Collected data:
━━━━━━━━

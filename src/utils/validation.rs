//! Utilidades de validación
//!
//! Este módulo contiene funciones helper para validación de datos
//! y conversión de tipos. Las fechas introducidas por el usuario se
//! parsean de forma tolerante: un valor mal formado se trata como
//! ausente, nunca aborta el cálculo.

use chrono::{Datelike, NaiveDate};
use lazy_static::lazy_static;
use regex::Regex;
use validator::ValidationError;

lazy_static! {
    static ref MONTH_REGEX: Regex = Regex::new(r"^\d{4}-\d{2}$").unwrap();
}

/// Validar y convertir string a fecha
pub fn validate_date(value: &str) -> Result<NaiveDate, ValidationError> {
    NaiveDate::parse_from_str(value, "%Y-%m-%d").map_err(|_| {
        let mut error = ValidationError::new("date");
        error.add_param("value".into(), &value.to_string());
        error.add_param("format".into(), &"YYYY-MM-DD".to_string());
        error
    })
}

/// Parsear una fecha opcional introducida por el usuario.
/// Un valor ausente, vacío o mal formado produce `None`.
pub fn parse_date_lenient(value: Option<&str>) -> Option<NaiveDate> {
    let value = value?.trim();
    if value.is_empty() {
        return None;
    }
    NaiveDate::parse_from_str(value, "%Y-%m-%d").ok()
}

/// Parsear un mes "YYYY-MM" al primer día del mes.
/// Un valor mal formado produce `None` (resultado vacío aguas arriba).
pub fn parse_month(value: &str) -> Option<NaiveDate> {
    let value = value.trim();
    if !MONTH_REGEX.is_match(value) {
        return None;
    }
    let year: i32 = value[..4].parse().ok()?;
    let month: u32 = value[5..7].parse().ok()?;
    NaiveDate::from_ymd_opt(year, month, 1)
}

/// Formatear el primer día de un mes como "YYYY-MM"
pub fn format_month(first_day: NaiveDate) -> String {
    format!("{:04}-{:02}", first_day.year(), first_day.month())
}

/// Validar formato de mes "YYYY-MM" para requests
pub fn validate_month(value: &str) -> Result<(), ValidationError> {
    if parse_month(value).is_none() {
        let mut error = ValidationError::new("month");
        error.add_param("value".into(), &value.to_string());
        error.add_param("format".into(), &"YYYY-MM".to_string());
        return Err(error);
    }
    Ok(())
}

/// Validar que un string no esté vacío
pub fn validate_not_empty(value: &str) -> Result<(), ValidationError> {
    if value.trim().is_empty() {
        let mut error = ValidationError::new("not_empty");
        error.add_param("value".into(), &value.to_string());
        return Err(error);
    }
    Ok(())
}

#[cfg(test)]
mod tests {
    use super::*;

    #[test]
    fn test_parse_month() {
        assert_eq!(
            parse_month("2024-02"),
            Some(NaiveDate::from_ymd_opt(2024, 2, 1).unwrap())
        );
        assert_eq!(parse_month(" 2024-11 "), NaiveDate::from_ymd_opt(2024, 11, 1));

        // Valores mal formados no lanzan error, devuelven None
        assert_eq!(parse_month("2024-13"), None);
        assert_eq!(parse_month("2024-00"), None);
        assert_eq!(parse_month("2024/02"), None);
        assert_eq!(parse_month("febrero"), None);
        assert_eq!(parse_month(""), None);
    }

    #[test]
    fn test_format_month() {
        let date = NaiveDate::from_ymd_opt(2024, 3, 1).unwrap();
        assert_eq!(format_month(date), "2024-03");
    }

    #[test]
    fn test_parse_date_lenient() {
        assert_eq!(
            parse_date_lenient(Some("2024-10-15")),
            NaiveDate::from_ymd_opt(2024, 10, 15)
        );
        assert_eq!(parse_date_lenient(Some("15/10/2024")), None);
        assert_eq!(parse_date_lenient(Some("")), None);
        assert_eq!(parse_date_lenient(None), None);
    }

    #[test]
    fn test_validate_date() {
        assert!(validate_date("2024-10-15").is_ok());
        assert!(validate_date("not-a-date").is_err());
    }
}
use crate::controllers::dashboard_controller::DashboardController;
use crate::dto::dashboard_dto::{
    CategoryCostReportResponse, CostRangeQuery, CostReportResponse, VehicleCostReportResponse,
    WarningFeedQuery, WarningFeedResponse,
};
use crate::state::AppState;
use crate::utils::errors::AppError;
use axum::{
    extract::{Query, State},
    routing::get,
    Json, Router,
};

pub fn create_dashboard_router() -> Router<AppState> {
    Router::new()
        .route("/warnings", get(get_warnings))
        .route("/costs", get(get_monthly_costs))
        .route("/costs/vehicles", get(get_vehicle_costs))
        .route("/costs/categories", get(get_category_costs))
}

async fn get_warnings(
    State(state): State<AppState>,
    Query(query): Query<WarningFeedQuery>,
) -> Result<Json<WarningFeedResponse>, AppError> {
    let controller = DashboardController::new(state.pool.clone(), state.dashboard_cache());
    let response = controller.warning_feed(query.category).await?;
    Ok(Json(response))
}

async fn get_monthly_costs(
    State(state): State<AppState>,
    Query(range): Query<CostRangeQuery>,
) -> Result<Json<CostReportResponse>, AppError> {
    let controller = DashboardController::new(state.pool.clone(), state.dashboard_cache());
    let response = controller.monthly_costs(&range.start, &range.end).await?;
    Ok(Json(response))
}

async fn get_vehicle_costs(
    State(state): State<AppState>,
    Query(range): Query<CostRangeQuery>,
) -> Result<Json<VehicleCostReportResponse>, AppError> {
    let controller = DashboardController::new(state.pool.clone(), state.dashboard_cache());
    let response = controller.vehicle_costs(&range.start, &range.end).await?;
    Ok(Json(response))
}

async fn get_category_costs(
    State(state): State<AppState>,
    Query(range): Query<CostRangeQuery>,
) -> Result<Json<CategoryCostReportResponse>, AppError> {
    let controller = DashboardController::new(state.pool.clone(), state.dashboard_cache());
    let response = controller.category_costs(&range.start, &range.end).await?;
    Ok(Json(response))
}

━━━━━━━━

EXERCISE: Please give back the records exactly as written, beginning at the first line and including the line that holds "pub fn validate_date(value: &str)" as the last.

OUTPUT:
filename src/utils/validation.rs
//! Utilidades de validación
//!
//! Este módulo contiene funciones helper para validación de datos
//! y conversión de tipos. Las fechas introducidas por el usuario se
//! parsean de forma tolerante: un valor mal formado se trata como
//! ausente, nunca aborta el cálculo.

use chrono::{Datelike, NaiveDate};
use lazy_static::lazy_static;
use regex::Regex;
use validator::ValidationError;

lazy_static! {
    static ref MONTH_REGEX: Regex = Regex::new(r"^\d{4}-\d{2}$").unwrap();
}

/// Validar y convertir string a fecha
pub fn validate_date(value: &str) -> Result<NaiveDate, ValidationError> {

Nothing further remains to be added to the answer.